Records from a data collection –
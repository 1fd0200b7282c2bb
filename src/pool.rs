//! A generic object pool: a free-list plus generation index in place of
//! pointer-reuse pooling.
//!
//! This is the free-list variant: a `Pool<T>` hands out `Pooled<T>` guards
//! that return their value to a shared free-list on drop, avoiding a fresh
//! allocation on the hot per-request path.

use std::ops::{Deref, DerefMut};
use std::sync::Mutex;

pub struct Pool<T> {
    free: Mutex<Vec<T>>,
    new: Box<dyn Fn() -> T + Send + Sync>,
    reset: Box<dyn Fn(&mut T) + Send + Sync>,
}

impl<T> Pool<T> {
    pub fn new(
        new: impl Fn() -> T + Send + Sync + 'static,
        reset: impl Fn(&mut T) + Send + Sync + 'static,
    ) -> Self {
        Pool {
            free: Mutex::new(Vec::new()),
            new: Box::new(new),
            reset: Box::new(reset),
        }
    }

    /// Takes an item from the free-list, or allocates a new one if empty.
    pub fn take(&self) -> T {
        let mut free = self.free.lock().unwrap();
        free.pop().unwrap_or_else(|| (self.new)())
    }

    /// Resets and returns an item to the free-list for reuse.
    pub fn give(&self, mut item: T) {
        (self.reset)(&mut item);
        self.free.lock().unwrap().push(item);
    }

    pub fn len_idle(&self) -> usize {
        self.free.lock().unwrap().len()
    }
}

/// An RAII guard around a pooled value: returns it to `pool` on drop.
pub struct Pooled<'p, T> {
    value: Option<T>,
    pool: &'p Pool<T>,
}

impl<'p, T> Pooled<'p, T> {
    pub fn acquire(pool: &'p Pool<T>) -> Self {
        Pooled {
            value: Some(pool.take()),
            pool,
        }
    }
}

impl<T> Deref for Pooled<'_, T> {
    type Target = T;
    fn deref(&self) -> &T {
        self.value.as_ref().expect("value taken before drop")
    }
}

impl<T> DerefMut for Pooled<'_, T> {
    fn deref_mut(&mut self) -> &mut T {
        self.value.as_mut().expect("value taken before drop")
    }
}

impl<T> Drop for Pooled<'_, T> {
    fn drop(&mut self) {
        if let Some(v) = self.value.take() {
            self.pool.give(v);
        }
    }
}

#[cfg(test)]
mod tests {
    use super::*;

    #[test]
    fn reused_item_is_reset_between_uses() {
        let pool: Pool<Vec<u8>> = Pool::new(Vec::new, |v| v.clear());
        {
            let mut guard = Pooled::acquire(&pool);
            guard.extend_from_slice(b"hello");
        }
        assert_eq!(pool.len_idle(), 1);
        let guard = Pooled::acquire(&pool);
        assert!(guard.is_empty());
    }

    #[test]
    fn take_allocates_when_free_list_empty() {
        let pool: Pool<String> = Pool::new(|| "new".to_string(), |s| s.clear());
        assert_eq!(pool.take(), "new");
    }
}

BRIEF – Your response should contain each line of the entries above that holds the string "Send".

RESPONSE TO THIS EXERCISE –
    new: Box<dyn Fn() -> T + Send + Sync>,
    reset: Box<dyn Fn(&mut T) + Send + Sync>,
        new: impl Fn() -> T + Send + Sync + 'static,
        reset: impl Fn(&mut T) + Send + Sync + 'static,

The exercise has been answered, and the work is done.